_Exercise brief_
Whenever a line below holds the word "TokenIssuer", count it once; report the total and nothing else.

(Dataset entries)

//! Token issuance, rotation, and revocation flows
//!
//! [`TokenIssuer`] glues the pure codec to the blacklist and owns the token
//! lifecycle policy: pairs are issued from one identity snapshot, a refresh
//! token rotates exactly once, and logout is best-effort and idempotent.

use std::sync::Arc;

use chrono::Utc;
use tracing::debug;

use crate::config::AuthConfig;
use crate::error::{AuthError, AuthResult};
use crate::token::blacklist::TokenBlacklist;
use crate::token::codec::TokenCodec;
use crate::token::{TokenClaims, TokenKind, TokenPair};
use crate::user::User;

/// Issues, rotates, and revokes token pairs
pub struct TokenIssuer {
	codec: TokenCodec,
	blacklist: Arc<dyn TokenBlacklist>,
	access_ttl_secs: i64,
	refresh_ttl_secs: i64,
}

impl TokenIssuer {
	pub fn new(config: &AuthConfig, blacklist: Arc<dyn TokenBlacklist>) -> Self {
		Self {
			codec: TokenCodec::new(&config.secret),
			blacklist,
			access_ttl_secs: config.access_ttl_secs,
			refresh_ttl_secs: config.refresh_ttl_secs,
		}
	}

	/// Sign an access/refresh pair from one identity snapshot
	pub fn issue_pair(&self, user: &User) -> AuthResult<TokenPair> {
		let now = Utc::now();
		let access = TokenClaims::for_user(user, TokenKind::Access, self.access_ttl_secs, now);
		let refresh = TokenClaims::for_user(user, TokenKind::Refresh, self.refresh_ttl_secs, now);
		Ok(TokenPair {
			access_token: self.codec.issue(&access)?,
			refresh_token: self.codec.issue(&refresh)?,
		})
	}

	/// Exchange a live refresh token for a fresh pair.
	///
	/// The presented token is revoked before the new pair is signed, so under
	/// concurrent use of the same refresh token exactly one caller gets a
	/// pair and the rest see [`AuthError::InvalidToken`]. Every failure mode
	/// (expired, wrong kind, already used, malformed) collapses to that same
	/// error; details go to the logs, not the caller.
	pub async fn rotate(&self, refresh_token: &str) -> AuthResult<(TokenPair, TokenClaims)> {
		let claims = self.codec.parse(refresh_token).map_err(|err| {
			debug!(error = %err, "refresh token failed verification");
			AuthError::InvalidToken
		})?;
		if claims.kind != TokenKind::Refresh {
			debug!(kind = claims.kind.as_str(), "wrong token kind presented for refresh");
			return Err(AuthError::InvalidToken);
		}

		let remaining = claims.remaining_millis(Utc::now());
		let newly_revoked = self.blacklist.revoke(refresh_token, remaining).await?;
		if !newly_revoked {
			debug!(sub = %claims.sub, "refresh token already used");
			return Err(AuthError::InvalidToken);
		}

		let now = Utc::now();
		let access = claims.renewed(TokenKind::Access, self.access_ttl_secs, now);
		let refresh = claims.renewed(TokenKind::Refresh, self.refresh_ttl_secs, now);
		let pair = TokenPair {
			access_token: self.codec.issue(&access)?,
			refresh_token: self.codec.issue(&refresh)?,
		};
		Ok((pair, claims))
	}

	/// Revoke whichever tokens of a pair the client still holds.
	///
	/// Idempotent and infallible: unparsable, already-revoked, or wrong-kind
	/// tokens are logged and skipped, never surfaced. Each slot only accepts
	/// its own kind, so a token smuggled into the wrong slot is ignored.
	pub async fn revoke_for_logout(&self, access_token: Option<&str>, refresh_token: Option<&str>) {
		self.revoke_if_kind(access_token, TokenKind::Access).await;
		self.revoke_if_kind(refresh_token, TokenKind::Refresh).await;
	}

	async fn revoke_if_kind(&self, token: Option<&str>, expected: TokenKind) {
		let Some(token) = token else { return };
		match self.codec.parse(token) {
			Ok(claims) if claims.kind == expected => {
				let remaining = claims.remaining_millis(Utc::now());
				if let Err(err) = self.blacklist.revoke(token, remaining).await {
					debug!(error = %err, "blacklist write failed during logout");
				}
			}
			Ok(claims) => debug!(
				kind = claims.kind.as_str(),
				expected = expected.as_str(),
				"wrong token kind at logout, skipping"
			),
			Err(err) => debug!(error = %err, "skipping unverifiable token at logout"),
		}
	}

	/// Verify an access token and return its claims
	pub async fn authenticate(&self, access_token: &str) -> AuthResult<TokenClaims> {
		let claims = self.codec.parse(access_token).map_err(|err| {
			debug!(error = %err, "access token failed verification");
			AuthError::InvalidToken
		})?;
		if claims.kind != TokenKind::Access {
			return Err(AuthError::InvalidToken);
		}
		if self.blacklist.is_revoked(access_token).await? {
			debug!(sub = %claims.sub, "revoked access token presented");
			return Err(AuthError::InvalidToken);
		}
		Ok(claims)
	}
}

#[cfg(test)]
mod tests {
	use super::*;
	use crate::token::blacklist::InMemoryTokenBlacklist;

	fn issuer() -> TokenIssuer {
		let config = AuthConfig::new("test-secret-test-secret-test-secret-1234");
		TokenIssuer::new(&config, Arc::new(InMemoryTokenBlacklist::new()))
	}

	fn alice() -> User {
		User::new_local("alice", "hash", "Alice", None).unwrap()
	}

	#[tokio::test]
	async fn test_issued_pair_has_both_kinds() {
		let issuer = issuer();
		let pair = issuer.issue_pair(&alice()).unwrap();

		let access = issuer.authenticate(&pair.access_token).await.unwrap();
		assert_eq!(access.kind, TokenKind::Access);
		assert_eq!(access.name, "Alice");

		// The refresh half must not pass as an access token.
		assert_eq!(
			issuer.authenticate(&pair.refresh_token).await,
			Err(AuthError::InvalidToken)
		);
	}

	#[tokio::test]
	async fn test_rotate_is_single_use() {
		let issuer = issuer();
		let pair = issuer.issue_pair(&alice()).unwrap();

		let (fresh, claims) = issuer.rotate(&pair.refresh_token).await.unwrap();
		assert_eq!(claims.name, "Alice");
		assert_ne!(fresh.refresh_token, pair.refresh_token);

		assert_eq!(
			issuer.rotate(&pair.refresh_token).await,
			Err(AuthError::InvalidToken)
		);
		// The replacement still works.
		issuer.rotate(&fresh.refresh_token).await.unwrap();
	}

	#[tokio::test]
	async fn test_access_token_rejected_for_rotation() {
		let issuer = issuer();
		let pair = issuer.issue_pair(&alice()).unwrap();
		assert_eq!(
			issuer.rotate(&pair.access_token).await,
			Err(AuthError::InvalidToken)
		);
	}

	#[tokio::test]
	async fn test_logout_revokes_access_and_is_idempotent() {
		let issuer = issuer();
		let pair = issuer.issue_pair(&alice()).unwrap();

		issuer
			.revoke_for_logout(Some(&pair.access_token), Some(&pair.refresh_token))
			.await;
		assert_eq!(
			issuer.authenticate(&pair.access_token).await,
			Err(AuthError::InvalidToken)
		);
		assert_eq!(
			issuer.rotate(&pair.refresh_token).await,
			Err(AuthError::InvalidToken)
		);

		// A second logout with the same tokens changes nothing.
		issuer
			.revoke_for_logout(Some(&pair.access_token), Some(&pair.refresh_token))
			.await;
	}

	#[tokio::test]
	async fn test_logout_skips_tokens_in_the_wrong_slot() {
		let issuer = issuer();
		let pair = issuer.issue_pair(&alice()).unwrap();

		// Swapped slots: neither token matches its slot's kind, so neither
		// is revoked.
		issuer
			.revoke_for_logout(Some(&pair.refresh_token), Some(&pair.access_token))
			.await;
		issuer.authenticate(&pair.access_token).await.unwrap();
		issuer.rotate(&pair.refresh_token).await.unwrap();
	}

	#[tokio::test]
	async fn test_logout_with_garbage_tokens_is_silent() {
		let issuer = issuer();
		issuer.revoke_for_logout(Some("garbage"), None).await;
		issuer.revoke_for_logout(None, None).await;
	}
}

_Solution to the exercise_
5